> [Exercise aim] Using the records that appear below, write out exactly the lines from the one with "the S3 access" through the one with "pub const DEFAULT_PROVIDER_CONFIG_NAME: &str", keeping both end lines.

> [Provided information]

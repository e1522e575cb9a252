//! # ProviderConfig Usage Accounting
//!
//! Counts the `ProviderConfigUsage` records pointing at each `ProviderConfig` and
//! blocks deletion of a config while any usage remains.

use crate::constants::PROVIDER_CONFIG_FINALIZER;
use crate::controller::conditions;
use crate::controller::events::{EventSink, LifecycleEvent};
use crate::controller::managed::ReconcilerError;
use crate::controller::store::{ProviderConfigStore, RecordStore};
use crate::crd::{ProviderConfig, ProviderConfigStatus};
use crate::observability::metrics;
use anyhow::Result;
use kube::{Resource, ResourceExt};
use kube_runtime::controller::Action;
use std::sync::Arc;
use std::time::Duration;
use tracing::{debug, info, info_span, Instrument};

/// Reconciles `ProviderConfig` records
pub struct ProviderConfigReconciler {
    configs: Arc<dyn ProviderConfigStore>,
    records: Arc<dyn RecordStore<ProviderConfig>>,
    events: Arc<dyn EventSink>,
    in_use_requeue: Duration,
}

impl std::fmt::Debug for ProviderConfigReconciler {
    fn fmt(&self, f: &mut std::fmt::Formatter<'_>) -> std::fmt::Result {
        f.debug_struct("ProviderConfigReconciler")
            .field("in_use_requeue", &self.in_use_requeue)
            .finish_non_exhaustive()
    }
}

impl ProviderConfigReconciler {
    pub fn new(
        configs: Arc<dyn ProviderConfigStore>,
        records: Arc<dyn RecordStore<ProviderConfig>>,
        events: Arc<dyn EventSink>,
        in_use_requeue: Duration,
    ) -> Self {
        Self {
            configs,
            records,
            events,
            in_use_requeue,
        }
    }

    pub async fn reconcile(&self, config: &ProviderConfig) -> Result<Action, ReconcilerError> {
        let span = info_span!("reconcile", kind = "providerconfig", name = %config.name_any());
        let mut config = config.clone();
        metrics::increment_reconciliations("providerconfig");
        let result = self.drive(&mut config).instrument(span).await;
        if result.is_err() {
            metrics::increment_reconciliation_errors("providerconfig");
        }
        result.map_err(ReconcilerError::from)
    }

    async fn drive(&self, config: &mut ProviderConfig) -> Result<Action> {
        let name = config.name_any();
        let usages = self.configs.list_usages(&name).await?;
        let users = i64::try_from(usages.len()).unwrap_or(i64::MAX);
        metrics::set_provider_config_users(&name, users);

        let status = config.status.get_or_insert_with(ProviderConfigStatus::default);
        if status.users != users || status.conditions.is_empty() {
            status.users = users;
            conditions::set_condition(&mut status.conditions, conditions::ready());
            self.records.update_status(config).await?;
            debug!(users = users, "updated usage count");
        }

        if config.meta().deletion_timestamp.is_none() {
            if !has_finalizer(config) {
                config
                    .finalizers_mut()
                    .push(PROVIDER_CONFIG_FINALIZER.to_string());
                self.records.update_metadata(config).await?;
            }
            return Ok(Action::await_change());
        }

        if users > 0 {
            let message = format!("ProviderConfig is still used by {users} resource(s)");
            self.events
                .publish(
                    &config.object_ref(&()),
                    LifecycleEvent::warning("CannotDelete", message),
                )
                .await;
            metrics::increment_requeues_total("in-use");
            return Ok(Action::requeue(self.in_use_requeue));
        }

        if has_finalizer(config) {
            config
                .finalizers_mut()
                .retain(|f| f != PROVIDER_CONFIG_FINALIZER);
            self.records.update_metadata(config).await?;
            info!("ProviderConfig no longer in use, released");
        }
        Ok(Action::await_change())
    }
}

fn has_finalizer(config: &ProviderConfig) -> bool {
    config
        .finalizers()
        .iter()
        .any(|f| f == PROVIDER_CONFIG_FINALIZER)
}
//! # Observability
//!
//! Prometheus metrics collection. Tracing is configured in `main`.

pub mod metrics;
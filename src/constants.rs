//! # Constants
//!
//! Shared constants used throughout the controller.
//!
//! Durations and ports represent reasonable defaults and can be overridden via
//! configuration or environment variables where applicable.

/// API group of every custom resource managed by this controller
pub const API_GROUP: &str = "storage.microscaler.io";

/// API version of every custom resource managed by this controller
pub const API_VERSION: &str = "v1";

/// Field manager used for server-side apply and status patches
pub const FIELD_MANAGER: &str = "objectstore-provisioner";

/// Finalizer protecting a `Bucket` until the external bucket is removed
pub const BUCKET_FINALIZER: &str = "storage.microscaler.io/bucket-protection";

/// Finalizer protecting a `StorageUser` (and its credentials secret) until the external user is removed
pub const USER_FINALIZER: &str = "storage.microscaler.io/user-protection";

/// Finalizer keeping a `ProviderConfig` alive while usages reference it
pub const PROVIDER_CONFIG_FINALIZER: &str = "storage.microscaler.io/in-use";

/// Annotation holding the external user ID until Observe promotes it to status
pub const USER_ID_ANNOTATION: &str = "storage.microscaler.io/user-id";

/// Label on `ProviderConfigUsage` records naming the referenced `ProviderConfig`
pub const PROVIDER_CONFIG_LABEL: &str = "storage.microscaler.io/provider-config";

/// Secret key holding the S3 access key ("username")
pub const ACCESS_KEY_ID_NAME: &str = "AWS_ACCESS_KEY_ID";

/// Secret key holding the S3 secret key ("password")
pub const SECRET_ACCESS_KEY_NAME: &str = "AWS_SECRET_ACCESS_KEY";

/// Bucket connection secret key holding the endpoint URL
pub const ENDPOINT_NAME: &str = "ENDPOINT";

/// Bucket connection secret key holding the region
pub const REGION_NAME: &str = "REGION";

/// Bucket connection secret key holding the bucket name
pub const BUCKET_NAME: &str = "BUCKET_NAME";

/// Secret key holding the account API token referenced by a `ProviderConfig`
pub const API_TOKEN_KEY: &str = "CLOUDSCALE_API_TOKEN";

/// `ProviderConfig` used when a `StorageUser` does not reference one
pub const DEFAULT_PROVIDER_CONFIG_NAME: &str = "default";

/// Default base URL of the account API
pub const DEFAULT_ACCOUNT_API_URL: &str = "https://api.cloudscale.ch/v1/";

/// Default HTTP server port for metrics and health probes
pub const DEFAULT_METRICS_PORT: u16 = 5000;

/// Default HTTPS port for the admission webhook
pub const DEFAULT_WEBHOOK_PORT: u16 = 9443;

/// Minimum per-record backoff after a failed reconciliation (seconds)
pub const DEFAULT_BACKOFF_MIN_SECS: u64 = 5;

/// Maximum per-record backoff after a failed reconciliation (seconds)
pub const DEFAULT_BACKOFF_MAX_SECS: u64 = 300;

/// Upper bound for a single reconciliation, external calls included (seconds)
pub const DEFAULT_RECONCILE_TIMEOUT_SECS: u64 = 120;

/// Requeue interval for provisioned buckets (seconds)
pub const DEFAULT_BUCKET_POLL_INTERVAL_SECS: u64 = 3600;

/// Requeue interval for provisioned storage users (seconds)
pub const DEFAULT_USER_POLL_INTERVAL_SECS: u64 = 600;

/// Requeue interval right after an external resource was created (seconds)
pub const DEFAULT_CREATE_REQUEUE_SECS: u64 = 2;

/// Requeue interval for a `ProviderConfig` that is blocked from deletion (seconds)
pub const PROVIDER_CONFIG_IN_USE_REQUEUE_SECS: u64 = 30;

/// Capacity of the channel between object listing and bulk deletion
pub const OBJECT_LISTING_BUFFER: usize = 1000;

/// Maximum number of keys the S3 API accepts in one DeleteObjects request
pub const MAX_KEYS_PER_BULK_DELETE: usize = 1000;
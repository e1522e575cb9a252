//! # Custom Resource Definitions
//!
//! CRD types reconciled by the controller.
//!
//! ## Module Structure
//!
//! - `bucket.rs` - `Bucket` records (an S3 bucket)
//! - `user.rs` - `StorageUser` records (an object-storage credential user)
//! - `provider_config.rs` - `ProviderConfig` and its usage tracking records
//! - `status.rs` - Conditions and references shared by every record kind

mod bucket;
mod provider_config;
mod status;
mod user;

pub use bucket::{Bucket, BucketDeletionPolicy, BucketSpec, BucketStatus};
pub use provider_config::{
    ProviderConfig, ProviderConfigSpec, ProviderConfigStatus, ProviderConfigUsage,
    ProviderConfigUsageSpec, ProviderCredentials, TypedReference,
};
pub use status::{Condition, ProviderConfigReference, SecretReference};
pub use user::{StorageUser, StorageUserSpec, StorageUserStatus};
use super::{BucketClient, BucketConnector, ConnectedBucket};
use crate::constants::{ACCESS_KEY_ID_NAME, SECRET_ACCESS_KEY_NAME};
use crate::controller::conditions;
use crate::controller::managed::{Connector, ManagedResource};
use crate::crd::{Bucket, SecretReference};
use crate::provider::{S3Credentials, S3Endpoint};
use anyhow::{bail, Result};
use async_trait::async_trait;
use k8s_openapi::api::core::v1::Secret;
use tracing::debug;

#[async_trait]
impl Connector<Bucket> for BucketConnector {
    type Client = BucketClient;

    async fn connect(&self, record: &Bucket) -> Result<BucketClient> {
        if conditions::is_already_deleted(record.conditions()) {
            debug!("bucket was deleted in an earlier pass, not connecting");
            return Ok(BucketClient::Disconnected);
        }

        let secret_ref = &record.spec.credentials_secret_ref;
        let secret = self
            .secrets
            .get(&secret_ref.namespace, &secret_ref.name)
            .await?;
        debug!(secret = %secret_ref, "fetched credentials secret");

        let credentials = credentials_from_secret(&secret, secret_ref)?;
        let endpoint = S3Endpoint::parse(&record.spec.endpoint_url)?;
        let storage = self
            .storage
            .connect(&endpoint, &record.spec.region, &credentials)
            .await?;

        Ok(BucketClient::Connected(ConnectedBucket {
            storage,
            credentials,
            endpoint,
            secrets: self.secrets.clone(),
            records: self.records.clone(),
            events: self.events.clone(),
        }))
    }
}

/// Read and validate the S3 key pair of a credentials secret
fn credentials_from_secret(secret: &Secret, secret_ref: &SecretReference) -> Result<S3Credentials> {
    let Some(data) = secret.data.as_ref() else {
        bail!("secret \"{secret_ref}\" does not have any data");
    };
    let value = |key: &str| {
        data.get(key)
            .map(|v| String::from_utf8_lossy(&v.0).into_owned())
            .filter(|v| !v.is_empty())
    };
    match (value(ACCESS_KEY_ID_NAME), value(SECRET_ACCESS_KEY_NAME)) {
        (Some(access_key_id), Some(secret_access_key)) => Ok(S3Credentials {
            access_key_id,
            secret_access_key,
        }),
        _ => bail!(
            "secret \"{secret_ref}\" is missing one of the following keys or content: [{ACCESS_KEY_ID_NAME} {SECRET_ACCESS_KEY_NAME}]"
        ),
    }
}
//! # Metrics
//!
//! Prometheus metrics for monitoring the controller.
//!
//! ## Metrics Exposed
//!
//! - `objectstore_provisioner_reconciliations_total` - Reconciliations by record kind
//! - `objectstore_provisioner_reconciliation_errors_total` - Failed reconciliations by record kind
//! - `objectstore_provisioner_reconciliation_duration_seconds` - Duration of reconciliations by record kind
//! - `objectstore_provisioner_requeues_total` - Requeues by reason
//! - `objectstore_provisioner_external_operations_total` - Calls to the object storage and account APIs
//! - `objectstore_provisioner_external_operation_errors_total` - Failed external calls
//! - `objectstore_provisioner_deleted_objects_total` - Objects removed while emptying buckets
//! - `objectstore_provisioner_provider_config_users` - Usages per `ProviderConfig`

use anyhow::Result;
use prometheus::{HistogramVec, IntCounter, IntCounterVec, IntGaugeVec, Registry};
use std::sync::LazyLock;

pub(crate) static REGISTRY: LazyLock<Registry> = LazyLock::new(Registry::new);

static RECONCILIATIONS_TOTAL: LazyLock<IntCounterVec> = LazyLock::new(|| {
    IntCounterVec::new(
        prometheus::Opts::new(
            "objectstore_provisioner_reconciliations_total",
            "Total number of reconciliations by record kind",
        ),
        &["kind"],
    )
    .expect("Failed to create RECONCILIATIONS_TOTAL metric - this should never happen")
});

static RECONCILIATION_ERRORS_TOTAL: LazyLock<IntCounterVec> = LazyLock::new(|| {
    IntCounterVec::new(
        prometheus::Opts::new(
            "objectstore_provisioner_reconciliation_errors_total",
            "Total number of reconciliation errors by record kind",
        ),
        &["kind"],
    )
    .expect("Failed to create RECONCILIATION_ERRORS_TOTAL metric - this should never happen")
});

static RECONCILIATION_DURATION: LazyLock<HistogramVec> = LazyLock::new(|| {
    HistogramVec::new(
        prometheus::HistogramOpts::new(
            "objectstore_provisioner_reconciliation_duration_seconds",
            "Duration of reconciliation in seconds by record kind",
        )
        .buckets(vec![0.1, 0.5, 1.0, 2.0, 5.0, 10.0, 30.0, 120.0]),
        &["kind"],
    )
    .expect("Failed to create RECONCILIATION_DURATION metric - this should never happen")
});

static REQUEUES_TOTAL: LazyLock<IntCounterVec> = LazyLock::new(|| {
    IntCounterVec::new(
        prometheus::Opts::new(
            "objectstore_provisioner_requeues_total",
            "Total number of requeues by reason",
        ),
        &["reason"],
    )
    .expect("Failed to create REQUEUES_TOTAL metric - this should never happen")
});

static EXTERNAL_OPERATIONS_TOTAL: LazyLock<IntCounterVec> = LazyLock::new(|| {
    IntCounterVec::new(
        prometheus::Opts::new(
            "objectstore_provisioner_external_operations_total",
            "Total number of external API operations by system and operation",
        ),
        &["system", "operation"],
    )
    .expect("Failed to create EXTERNAL_OPERATIONS_TOTAL metric - this should never happen")
});

static EXTERNAL_OPERATION_ERRORS_TOTAL: LazyLock<IntCounterVec> = LazyLock::new(|| {
    IntCounterVec::new(
        prometheus::Opts::new(
            "objectstore_provisioner_external_operation_errors_total",
            "Total number of failed external API operations by system and operation",
        ),
        &["system", "operation"],
    )
    .expect("Failed to create EXTERNAL_OPERATION_ERRORS_TOTAL metric - this should never happen")
});

static DELETED_OBJECTS_TOTAL: LazyLock<IntCounter> = LazyLock::new(|| {
    IntCounter::new(
        "objectstore_provisioner_deleted_objects_total",
        "Total number of objects removed while emptying buckets",
    )
    .expect("Failed to create DELETED_OBJECTS_TOTAL metric - this should never happen")
});

static PROVIDER_CONFIG_USERS: LazyLock<IntGaugeVec> = LazyLock::new(|| {
    IntGaugeVec::new(
        prometheus::Opts::new(
            "objectstore_provisioner_provider_config_users",
            "Number of usages referencing each ProviderConfig",
        ),
        &["provider_config"],
    )
    .expect("Failed to create PROVIDER_CONFIG_USERS metric - this should never happen")
});

#[allow(
    clippy::missing_errors_doc,
    reason = "Fails only if a metric is registered twice"
)]
pub fn register_metrics() -> Result<()> {
    REGISTRY.register(Box::new(RECONCILIATIONS_TOTAL.clone()))?;
    REGISTRY.register(Box::new(RECONCILIATION_ERRORS_TOTAL.clone()))?;
    REGISTRY.register(Box::new(RECONCILIATION_DURATION.clone()))?;
    REGISTRY.register(Box::new(REQUEUES_TOTAL.clone()))?;
    REGISTRY.register(Box::new(EXTERNAL_OPERATIONS_TOTAL.clone()))?;
    REGISTRY.register(Box::new(EXTERNAL_OPERATION_ERRORS_TOTAL.clone()))?;
    REGISTRY.register(Box::new(DELETED_OBJECTS_TOTAL.clone()))?;
    REGISTRY.register(Box::new(PROVIDER_CONFIG_USERS.clone()))?;

    Ok(())
}

pub fn increment_reconciliations(kind: &str) {
    RECONCILIATIONS_TOTAL.with_label_values(&[kind]).inc();
}

pub fn increment_reconciliation_errors(kind: &str) {
    RECONCILIATION_ERRORS_TOTAL.with_label_values(&[kind]).inc();
}

pub fn observe_reconciliation_duration(kind: &str, duration: f64) {
    RECONCILIATION_DURATION
        .with_label_values(&[kind])
        .observe(duration);
}

/// Reasons: `created`, `poll`, `error`, `in-use`
pub fn increment_requeues_total(reason: &str) {
    REQUEUES_TOTAL.with_label_values(&[reason]).inc();
}

pub fn increment_external_operations(system: &str, operation: &str) {
    EXTERNAL_OPERATIONS_TOTAL
        .with_label_values(&[system, operation])
        .inc();
}

pub fn increment_external_operation_errors(system: &str, operation: &str) {
    EXTERNAL_OPERATION_ERRORS_TOTAL
        .with_label_values(&[system, operation])
        .inc();
}

pub fn add_deleted_objects(count: u64) {
    DELETED_OBJECTS_TOTAL.inc_by(count);
}

pub fn set_provider_config_users(provider_config: &str, count: i64) {
    PROVIDER_CONFIG_USERS
        .with_label_values(&[provider_config])
        .set(count);
}
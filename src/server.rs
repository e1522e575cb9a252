//! # HTTP Server
//!
//! HTTP server for metrics, health checks, and Kubernetes probes.
//!
//! Provides endpoints:
//! - `/metrics` - Prometheus metrics in text format
//! - `/healthz` - Liveness probe (always returns 200)
//! - `/readyz` - Readiness probe (returns 200 once the watch loops are running)
//!
//! The admission webhook is served separately over TLS, see [`run_webhook_server`].

use crate::controller::bucket::webhook;
use axum::{extract::State, http::StatusCode, response::IntoResponse, routing::get, Router};
use axum_server::tls_rustls::RustlsConfig;
use prometheus::{Encoder, TextEncoder};
use std::net::SocketAddr;
use std::path::Path;
use std::sync::atomic::{AtomicBool, Ordering};
use std::sync::Arc;
use thiserror::Error;
use tokio::net::TcpListener;
use tower_http::trace::TraceLayer;
use tracing::{error, info};

/// Shared readiness flag
#[derive(Debug, Default)]
pub struct ServerState {
    pub is_ready: Arc<AtomicBool>,
}

impl ServerState {
    pub fn mark_ready(&self) {
        self.is_ready.store(true, Ordering::Relaxed);
    }

    pub fn mark_not_ready(&self) {
        self.is_ready.store(false, Ordering::Relaxed);
    }
}

/// Errors raised while serving HTTP
#[derive(Debug, Error)]
pub enum ServerError {
    #[error("cannot load webhook certificate from {dir}: {source}")]
    TlsConfig {
        dir: String,
        #[source]
        source: std::io::Error,
    },

    #[error("server error: {0}")]
    Io(#[from] std::io::Error),
}

/// Router for metrics and probes
pub fn router(state: Arc<ServerState>) -> Router {
    Router::new()
        .route("/metrics", get(metrics_handler))
        .route("/healthz", get(healthz_handler))
        .route("/readyz", get(readyz_handler))
        .with_state(state)
}

pub async fn start_server(port: u16, state: Arc<ServerState>) -> Result<(), ServerError> {
    let addr = format!("0.0.0.0:{port}");
    let listener = TcpListener::bind(&addr).await?;

    info!("HTTP server listening on {}", addr);

    axum::serve(listener, router(state)).await?;

    Ok(())
}

/// Serve the `Bucket` admission webhook over TLS.
///
/// `cert_dir` must contain `tls.crt` and `tls.key` in PEM format.
pub async fn run_webhook_server(cert_dir: &Path, port: u16) -> Result<(), ServerError> {
    let config = RustlsConfig::from_pem_file(cert_dir.join("tls.crt"), cert_dir.join("tls.key"))
        .await
        .map_err(|source| ServerError::TlsConfig {
            dir: cert_dir.display().to_string(),
            source,
        })?;

    let addr = SocketAddr::from(([0, 0, 0, 0], port));
    info!("Webhook server listening on {} with TLS", addr);

    axum_server::bind_rustls(addr, config)
        .serve(
            webhook::router()
                .layer(TraceLayer::new_for_http())
                .into_make_service(),
        )
        .await?;

    Ok(())
}

async fn metrics_handler() -> impl IntoResponse {
    let encoder = TextEncoder::new();
    let metric_families = crate::observability::metrics::REGISTRY.gather();

    let mut buffer = Vec::new();
    if let Err(e) = encoder.encode(&metric_families, &mut buffer) {
        error!("Failed to encode metrics: {}", e);
        return (
            StatusCode::INTERNAL_SERVER_ERROR,
            [("content-type", "text/plain")],
            format!("Failed to encode metrics: {e}").into_bytes(),
        );
    }

    (
        StatusCode::OK,
        [("content-type", "text/plain; version=0.0.4; charset=utf-8")],
        buffer,
    )
}

async fn healthz_handler() -> impl IntoResponse {
    StatusCode::OK
}

async fn readyz_handler(State(state): State<Arc<ServerState>>) -> impl IntoResponse {
    if state.is_ready.load(Ordering::Relaxed) {
        StatusCode::OK
    } else {
        StatusCode::SERVICE_UNAVAILABLE
    }
}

> [Solution to the exercise]
/// Secret key holding the S3 access key ("username")
pub const ACCESS_KEY_ID_NAME: &str = "AWS_ACCESS_KEY_ID";

/// Secret key holding the S3 secret key ("password")
pub const SECRET_ACCESS_KEY_NAME: &str = "AWS_SECRET_ACCESS_KEY";

/// Bucket connection secret key holding the endpoint URL
pub const ENDPOINT_NAME: &str = "ENDPOINT";

/// Bucket connection secret key holding the region
pub const REGION_NAME: &str = "REGION";

/// Bucket connection secret key holding the bucket name
pub const BUCKET_NAME: &str = "BUCKET_NAME";

/// Secret key holding the account API token referenced by a `ProviderConfig`
pub const API_TOKEN_KEY: &str = "CLOUDSCALE_API_TOKEN";

/// `ProviderConfig` used when a `StorageUser` does not reference one
pub const DEFAULT_PROVIDER_CONFIG_NAME: &str = "default";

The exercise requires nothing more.